▶ Exercise description
Please return only the lines from the one holding "#[derive(Debug, Clone, PartialEq, Eq)]" through the one holding "Waits until network activity settles.", exactly as they appear in the records below, both ends included.

▶ Entries supplied
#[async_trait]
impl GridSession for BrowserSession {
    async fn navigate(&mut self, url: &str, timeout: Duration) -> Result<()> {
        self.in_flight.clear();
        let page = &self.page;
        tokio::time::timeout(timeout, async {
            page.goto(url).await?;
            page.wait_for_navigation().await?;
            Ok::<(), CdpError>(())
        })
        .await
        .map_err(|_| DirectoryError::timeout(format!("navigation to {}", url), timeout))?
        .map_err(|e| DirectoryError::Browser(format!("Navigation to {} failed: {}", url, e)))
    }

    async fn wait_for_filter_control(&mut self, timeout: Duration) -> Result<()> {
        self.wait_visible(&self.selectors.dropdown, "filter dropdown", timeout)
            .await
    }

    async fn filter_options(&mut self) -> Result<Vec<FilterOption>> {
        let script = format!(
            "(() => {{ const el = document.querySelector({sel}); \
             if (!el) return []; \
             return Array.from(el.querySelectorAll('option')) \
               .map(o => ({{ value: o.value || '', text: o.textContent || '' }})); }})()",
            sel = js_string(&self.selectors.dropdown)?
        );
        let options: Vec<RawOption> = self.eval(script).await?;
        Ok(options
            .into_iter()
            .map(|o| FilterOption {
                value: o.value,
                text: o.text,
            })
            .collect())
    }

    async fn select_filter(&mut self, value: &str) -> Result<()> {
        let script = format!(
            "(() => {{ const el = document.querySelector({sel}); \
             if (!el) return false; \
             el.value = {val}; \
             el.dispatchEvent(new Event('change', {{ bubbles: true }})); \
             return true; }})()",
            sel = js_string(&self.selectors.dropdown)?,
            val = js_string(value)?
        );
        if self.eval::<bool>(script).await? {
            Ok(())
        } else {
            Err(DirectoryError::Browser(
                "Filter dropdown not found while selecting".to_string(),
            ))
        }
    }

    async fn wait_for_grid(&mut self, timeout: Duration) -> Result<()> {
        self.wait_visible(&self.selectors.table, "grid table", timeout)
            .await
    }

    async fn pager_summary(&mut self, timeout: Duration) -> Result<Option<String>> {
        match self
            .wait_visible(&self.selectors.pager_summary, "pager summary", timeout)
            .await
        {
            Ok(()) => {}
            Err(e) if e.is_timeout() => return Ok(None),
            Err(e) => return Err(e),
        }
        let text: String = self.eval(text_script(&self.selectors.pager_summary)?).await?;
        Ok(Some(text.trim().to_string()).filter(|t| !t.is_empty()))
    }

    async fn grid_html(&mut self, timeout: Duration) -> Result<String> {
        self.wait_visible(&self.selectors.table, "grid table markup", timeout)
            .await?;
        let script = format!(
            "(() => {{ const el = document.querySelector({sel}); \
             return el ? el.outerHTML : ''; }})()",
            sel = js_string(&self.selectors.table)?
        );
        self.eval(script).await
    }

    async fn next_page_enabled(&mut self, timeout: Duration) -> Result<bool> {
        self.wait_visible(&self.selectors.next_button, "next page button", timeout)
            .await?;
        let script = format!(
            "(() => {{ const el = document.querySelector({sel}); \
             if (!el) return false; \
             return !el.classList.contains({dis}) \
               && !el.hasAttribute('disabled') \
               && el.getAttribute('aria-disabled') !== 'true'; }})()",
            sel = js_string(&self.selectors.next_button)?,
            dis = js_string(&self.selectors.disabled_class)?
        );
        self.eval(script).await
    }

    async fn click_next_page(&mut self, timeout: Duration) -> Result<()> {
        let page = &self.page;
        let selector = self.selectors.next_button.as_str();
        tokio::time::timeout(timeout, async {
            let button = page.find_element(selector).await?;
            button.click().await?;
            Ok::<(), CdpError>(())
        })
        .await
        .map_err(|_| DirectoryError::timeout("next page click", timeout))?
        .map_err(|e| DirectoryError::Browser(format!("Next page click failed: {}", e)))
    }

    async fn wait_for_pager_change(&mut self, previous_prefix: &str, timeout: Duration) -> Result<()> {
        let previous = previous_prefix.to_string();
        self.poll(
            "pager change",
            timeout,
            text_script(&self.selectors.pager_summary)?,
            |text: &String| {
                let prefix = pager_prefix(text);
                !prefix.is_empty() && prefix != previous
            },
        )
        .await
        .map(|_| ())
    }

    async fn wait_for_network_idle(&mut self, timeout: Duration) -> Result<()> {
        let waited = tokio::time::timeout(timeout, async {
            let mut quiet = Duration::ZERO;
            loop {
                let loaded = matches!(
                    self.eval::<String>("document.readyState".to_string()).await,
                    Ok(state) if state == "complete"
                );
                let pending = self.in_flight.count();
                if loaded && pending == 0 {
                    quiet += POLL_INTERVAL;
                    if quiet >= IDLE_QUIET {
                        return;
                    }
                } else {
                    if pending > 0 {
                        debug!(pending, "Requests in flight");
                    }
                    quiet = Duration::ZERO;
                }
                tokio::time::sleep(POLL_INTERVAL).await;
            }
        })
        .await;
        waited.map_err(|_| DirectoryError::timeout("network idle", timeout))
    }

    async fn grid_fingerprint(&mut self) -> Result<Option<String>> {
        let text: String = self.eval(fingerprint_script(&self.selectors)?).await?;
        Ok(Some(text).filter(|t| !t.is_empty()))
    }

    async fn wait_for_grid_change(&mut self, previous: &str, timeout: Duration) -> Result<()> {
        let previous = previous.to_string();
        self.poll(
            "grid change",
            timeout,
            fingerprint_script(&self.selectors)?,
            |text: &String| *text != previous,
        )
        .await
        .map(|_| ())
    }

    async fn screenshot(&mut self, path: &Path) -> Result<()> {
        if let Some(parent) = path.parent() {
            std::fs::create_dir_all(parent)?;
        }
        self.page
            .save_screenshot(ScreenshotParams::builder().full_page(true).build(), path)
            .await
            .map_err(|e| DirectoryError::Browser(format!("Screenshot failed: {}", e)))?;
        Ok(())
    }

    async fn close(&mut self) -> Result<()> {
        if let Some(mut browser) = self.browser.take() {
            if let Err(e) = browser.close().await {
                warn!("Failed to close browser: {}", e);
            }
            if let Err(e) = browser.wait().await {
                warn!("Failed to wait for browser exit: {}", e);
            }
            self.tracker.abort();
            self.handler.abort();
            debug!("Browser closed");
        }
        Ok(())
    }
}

* * *

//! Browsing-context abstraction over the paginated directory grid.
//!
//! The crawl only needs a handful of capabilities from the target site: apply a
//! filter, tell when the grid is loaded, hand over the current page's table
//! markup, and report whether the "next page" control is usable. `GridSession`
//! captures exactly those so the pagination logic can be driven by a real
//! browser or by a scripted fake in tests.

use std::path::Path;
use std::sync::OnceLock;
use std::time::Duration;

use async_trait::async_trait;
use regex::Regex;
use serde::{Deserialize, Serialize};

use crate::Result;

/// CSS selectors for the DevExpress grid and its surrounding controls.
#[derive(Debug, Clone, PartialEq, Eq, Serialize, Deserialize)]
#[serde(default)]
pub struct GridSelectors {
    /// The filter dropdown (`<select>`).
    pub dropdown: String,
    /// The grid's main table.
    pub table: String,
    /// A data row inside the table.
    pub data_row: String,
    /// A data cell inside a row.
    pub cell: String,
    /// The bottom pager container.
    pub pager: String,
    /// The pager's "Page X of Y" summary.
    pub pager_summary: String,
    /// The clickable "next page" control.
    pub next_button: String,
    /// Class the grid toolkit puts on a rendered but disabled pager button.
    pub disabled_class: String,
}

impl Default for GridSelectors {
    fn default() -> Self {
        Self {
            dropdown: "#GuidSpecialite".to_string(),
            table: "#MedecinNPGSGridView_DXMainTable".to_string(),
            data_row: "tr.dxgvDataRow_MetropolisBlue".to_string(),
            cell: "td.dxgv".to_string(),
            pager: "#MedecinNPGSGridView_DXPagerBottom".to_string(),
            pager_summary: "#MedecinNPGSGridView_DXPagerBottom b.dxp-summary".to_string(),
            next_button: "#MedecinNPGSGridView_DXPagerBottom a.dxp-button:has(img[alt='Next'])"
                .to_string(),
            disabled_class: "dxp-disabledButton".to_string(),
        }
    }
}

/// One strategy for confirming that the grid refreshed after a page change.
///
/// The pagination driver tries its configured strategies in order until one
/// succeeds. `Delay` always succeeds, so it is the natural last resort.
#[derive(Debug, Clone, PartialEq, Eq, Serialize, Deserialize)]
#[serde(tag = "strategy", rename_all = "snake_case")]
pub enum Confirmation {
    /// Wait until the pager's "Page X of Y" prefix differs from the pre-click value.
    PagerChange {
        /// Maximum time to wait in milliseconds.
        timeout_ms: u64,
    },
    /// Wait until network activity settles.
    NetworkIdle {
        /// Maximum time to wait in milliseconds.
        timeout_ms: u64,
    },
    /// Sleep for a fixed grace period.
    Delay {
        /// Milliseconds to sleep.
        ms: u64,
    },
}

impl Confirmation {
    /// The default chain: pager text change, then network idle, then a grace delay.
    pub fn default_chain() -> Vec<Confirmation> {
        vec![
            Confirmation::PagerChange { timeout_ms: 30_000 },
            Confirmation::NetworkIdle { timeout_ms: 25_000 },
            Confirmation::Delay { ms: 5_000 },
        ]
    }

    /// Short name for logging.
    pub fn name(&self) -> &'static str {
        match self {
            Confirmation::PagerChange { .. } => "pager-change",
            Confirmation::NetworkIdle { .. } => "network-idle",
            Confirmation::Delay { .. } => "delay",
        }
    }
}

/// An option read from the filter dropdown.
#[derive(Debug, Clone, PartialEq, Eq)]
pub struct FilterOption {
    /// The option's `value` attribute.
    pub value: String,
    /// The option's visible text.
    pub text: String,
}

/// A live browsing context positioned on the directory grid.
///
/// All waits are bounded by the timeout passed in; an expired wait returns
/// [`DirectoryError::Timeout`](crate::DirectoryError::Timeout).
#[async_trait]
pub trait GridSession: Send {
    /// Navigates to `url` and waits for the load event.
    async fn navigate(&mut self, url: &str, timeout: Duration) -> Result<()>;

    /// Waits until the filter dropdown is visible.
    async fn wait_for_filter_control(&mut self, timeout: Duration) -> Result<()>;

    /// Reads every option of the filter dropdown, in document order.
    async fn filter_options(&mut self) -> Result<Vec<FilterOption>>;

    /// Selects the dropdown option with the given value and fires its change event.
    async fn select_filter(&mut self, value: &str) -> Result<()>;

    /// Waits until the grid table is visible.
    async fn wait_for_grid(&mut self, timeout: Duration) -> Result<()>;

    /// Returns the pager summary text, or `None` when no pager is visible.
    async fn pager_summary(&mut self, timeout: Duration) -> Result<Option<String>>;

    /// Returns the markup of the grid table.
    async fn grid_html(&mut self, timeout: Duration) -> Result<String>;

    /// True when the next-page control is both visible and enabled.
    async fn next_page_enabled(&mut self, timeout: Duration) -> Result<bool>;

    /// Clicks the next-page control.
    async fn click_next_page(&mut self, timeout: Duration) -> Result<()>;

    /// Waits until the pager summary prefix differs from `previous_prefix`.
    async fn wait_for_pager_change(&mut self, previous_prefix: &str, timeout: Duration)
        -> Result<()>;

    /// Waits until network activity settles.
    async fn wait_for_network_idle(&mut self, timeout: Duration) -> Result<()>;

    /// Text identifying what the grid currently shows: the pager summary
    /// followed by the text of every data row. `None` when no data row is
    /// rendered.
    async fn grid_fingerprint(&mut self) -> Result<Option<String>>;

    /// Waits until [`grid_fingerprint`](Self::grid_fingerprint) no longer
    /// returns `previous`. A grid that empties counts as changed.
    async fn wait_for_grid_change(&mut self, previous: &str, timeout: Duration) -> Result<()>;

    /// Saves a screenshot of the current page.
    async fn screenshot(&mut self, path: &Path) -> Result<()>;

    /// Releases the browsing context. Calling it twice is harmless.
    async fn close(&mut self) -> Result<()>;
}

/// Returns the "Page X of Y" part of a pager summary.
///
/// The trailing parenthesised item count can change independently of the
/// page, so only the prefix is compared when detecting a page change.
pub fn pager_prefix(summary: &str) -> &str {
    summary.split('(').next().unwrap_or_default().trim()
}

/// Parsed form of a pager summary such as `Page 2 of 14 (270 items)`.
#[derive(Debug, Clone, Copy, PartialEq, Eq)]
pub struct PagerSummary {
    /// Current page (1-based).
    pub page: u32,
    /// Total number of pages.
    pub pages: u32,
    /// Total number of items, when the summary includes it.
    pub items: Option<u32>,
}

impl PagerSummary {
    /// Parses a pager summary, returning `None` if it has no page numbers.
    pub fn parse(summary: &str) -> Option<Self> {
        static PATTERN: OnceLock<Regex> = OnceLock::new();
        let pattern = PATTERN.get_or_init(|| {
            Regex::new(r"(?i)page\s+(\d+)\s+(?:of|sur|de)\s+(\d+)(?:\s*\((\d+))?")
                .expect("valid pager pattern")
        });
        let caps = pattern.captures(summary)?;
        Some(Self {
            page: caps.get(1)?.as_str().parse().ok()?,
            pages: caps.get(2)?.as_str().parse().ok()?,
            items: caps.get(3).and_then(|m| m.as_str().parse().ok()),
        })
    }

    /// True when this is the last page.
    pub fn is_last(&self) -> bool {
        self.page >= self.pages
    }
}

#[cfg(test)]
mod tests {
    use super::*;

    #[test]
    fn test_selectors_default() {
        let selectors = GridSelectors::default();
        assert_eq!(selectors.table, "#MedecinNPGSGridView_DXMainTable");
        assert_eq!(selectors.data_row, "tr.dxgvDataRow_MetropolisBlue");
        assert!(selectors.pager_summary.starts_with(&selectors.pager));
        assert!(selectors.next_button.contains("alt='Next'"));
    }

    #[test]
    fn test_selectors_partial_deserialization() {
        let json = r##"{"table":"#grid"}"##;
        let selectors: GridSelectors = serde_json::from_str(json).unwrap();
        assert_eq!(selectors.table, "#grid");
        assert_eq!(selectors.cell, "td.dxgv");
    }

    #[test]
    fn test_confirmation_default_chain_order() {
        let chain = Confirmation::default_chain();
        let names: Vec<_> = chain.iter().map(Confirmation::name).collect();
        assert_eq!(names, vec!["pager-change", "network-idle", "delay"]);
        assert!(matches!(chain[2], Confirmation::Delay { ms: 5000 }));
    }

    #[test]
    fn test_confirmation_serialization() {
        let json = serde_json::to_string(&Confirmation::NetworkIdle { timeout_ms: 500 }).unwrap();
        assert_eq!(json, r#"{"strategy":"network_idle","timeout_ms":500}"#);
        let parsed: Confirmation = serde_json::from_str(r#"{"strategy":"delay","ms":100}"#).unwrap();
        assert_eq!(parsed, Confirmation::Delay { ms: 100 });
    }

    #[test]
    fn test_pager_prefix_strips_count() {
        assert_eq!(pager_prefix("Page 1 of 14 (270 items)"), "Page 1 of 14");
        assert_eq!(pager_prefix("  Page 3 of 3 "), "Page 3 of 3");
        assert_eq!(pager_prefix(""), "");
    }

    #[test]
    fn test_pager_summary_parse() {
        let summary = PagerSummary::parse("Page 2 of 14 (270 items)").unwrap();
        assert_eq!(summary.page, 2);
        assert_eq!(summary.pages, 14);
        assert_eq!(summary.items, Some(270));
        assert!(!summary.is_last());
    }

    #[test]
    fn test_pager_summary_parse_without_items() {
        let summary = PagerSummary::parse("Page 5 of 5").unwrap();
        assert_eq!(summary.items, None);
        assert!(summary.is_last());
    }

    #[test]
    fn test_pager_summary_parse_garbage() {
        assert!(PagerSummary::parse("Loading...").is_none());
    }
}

==

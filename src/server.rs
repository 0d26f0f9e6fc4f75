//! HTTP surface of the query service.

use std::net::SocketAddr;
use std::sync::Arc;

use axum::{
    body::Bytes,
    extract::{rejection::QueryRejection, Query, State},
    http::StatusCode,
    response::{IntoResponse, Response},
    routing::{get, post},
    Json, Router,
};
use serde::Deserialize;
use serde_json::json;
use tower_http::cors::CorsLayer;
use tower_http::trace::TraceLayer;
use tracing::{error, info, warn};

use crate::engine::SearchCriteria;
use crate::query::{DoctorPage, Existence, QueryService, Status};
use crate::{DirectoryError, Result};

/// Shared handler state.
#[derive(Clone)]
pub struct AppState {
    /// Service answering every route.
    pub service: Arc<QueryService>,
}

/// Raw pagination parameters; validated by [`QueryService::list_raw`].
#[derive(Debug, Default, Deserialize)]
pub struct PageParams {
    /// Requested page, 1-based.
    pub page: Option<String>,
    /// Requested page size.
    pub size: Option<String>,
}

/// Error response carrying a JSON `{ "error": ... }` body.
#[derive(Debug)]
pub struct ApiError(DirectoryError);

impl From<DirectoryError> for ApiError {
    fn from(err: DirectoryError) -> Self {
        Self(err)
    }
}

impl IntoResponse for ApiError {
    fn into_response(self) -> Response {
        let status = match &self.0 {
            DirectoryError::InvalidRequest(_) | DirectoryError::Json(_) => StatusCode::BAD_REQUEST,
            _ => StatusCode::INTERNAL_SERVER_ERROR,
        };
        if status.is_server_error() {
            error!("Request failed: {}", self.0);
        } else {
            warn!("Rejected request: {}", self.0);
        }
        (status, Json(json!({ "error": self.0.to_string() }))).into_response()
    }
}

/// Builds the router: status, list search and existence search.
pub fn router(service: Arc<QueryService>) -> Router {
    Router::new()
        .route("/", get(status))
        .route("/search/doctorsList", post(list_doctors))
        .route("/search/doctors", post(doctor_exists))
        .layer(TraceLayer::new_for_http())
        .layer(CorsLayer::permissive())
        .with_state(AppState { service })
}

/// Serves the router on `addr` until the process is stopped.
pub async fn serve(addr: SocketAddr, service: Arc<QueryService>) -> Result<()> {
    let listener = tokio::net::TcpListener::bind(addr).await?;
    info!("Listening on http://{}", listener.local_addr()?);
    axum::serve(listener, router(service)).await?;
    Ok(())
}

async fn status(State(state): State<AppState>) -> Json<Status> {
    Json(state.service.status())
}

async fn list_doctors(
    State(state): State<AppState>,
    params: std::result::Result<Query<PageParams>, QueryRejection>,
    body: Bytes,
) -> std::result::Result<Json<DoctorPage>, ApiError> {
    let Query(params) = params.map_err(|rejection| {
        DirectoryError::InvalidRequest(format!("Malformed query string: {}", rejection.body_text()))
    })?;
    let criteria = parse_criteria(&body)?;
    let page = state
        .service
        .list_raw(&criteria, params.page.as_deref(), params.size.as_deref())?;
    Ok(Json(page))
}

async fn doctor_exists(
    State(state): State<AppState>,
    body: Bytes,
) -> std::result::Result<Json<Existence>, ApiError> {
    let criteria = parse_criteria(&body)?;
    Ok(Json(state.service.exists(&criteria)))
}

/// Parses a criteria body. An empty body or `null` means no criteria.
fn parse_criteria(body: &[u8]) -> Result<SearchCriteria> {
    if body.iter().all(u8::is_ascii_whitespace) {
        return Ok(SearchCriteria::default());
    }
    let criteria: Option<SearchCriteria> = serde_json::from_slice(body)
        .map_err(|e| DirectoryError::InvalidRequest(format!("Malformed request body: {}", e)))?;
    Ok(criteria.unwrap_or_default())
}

▶ Output of the task
#[derive(Debug, Clone, PartialEq, Eq)]
pub struct FilterOption {
    /// The option's `value` attribute.
    pub value: String,
    /// The option's visible text.
    pub text: String,
}

/// A live browsing context positioned on the directory grid.
///
/// All waits are bounded by the timeout passed in; an expired wait returns
/// [`DirectoryError::Timeout`](crate::DirectoryError::Timeout).
#[async_trait]
pub trait GridSession: Send {
    /// Navigates to `url` and waits for the load event.
    async fn navigate(&mut self, url: &str, timeout: Duration) -> Result<()>;

    /// Waits until the filter dropdown is visible.
    async fn wait_for_filter_control(&mut self, timeout: Duration) -> Result<()>;

    /// Reads every option of the filter dropdown, in document order.
    async fn filter_options(&mut self) -> Result<Vec<FilterOption>>;

    /// Selects the dropdown option with the given value and fires its change event.
    async fn select_filter(&mut self, value: &str) -> Result<()>;

    /// Waits until the grid table is visible.
    async fn wait_for_grid(&mut self, timeout: Duration) -> Result<()>;

    /// Returns the pager summary text, or `None` when no pager is visible.
    async fn pager_summary(&mut self, timeout: Duration) -> Result<Option<String>>;

    /// Returns the markup of the grid table.
    async fn grid_html(&mut self, timeout: Duration) -> Result<String>;

    /// True when the next-page control is both visible and enabled.
    async fn next_page_enabled(&mut self, timeout: Duration) -> Result<bool>;

    /// Clicks the next-page control.
    async fn click_next_page(&mut self, timeout: Duration) -> Result<()>;

    /// Waits until the pager summary prefix differs from `previous_prefix`.
    async fn wait_for_pager_change(&mut self, previous_prefix: &str, timeout: Duration)
        -> Result<()>;

    /// Waits until network activity settles.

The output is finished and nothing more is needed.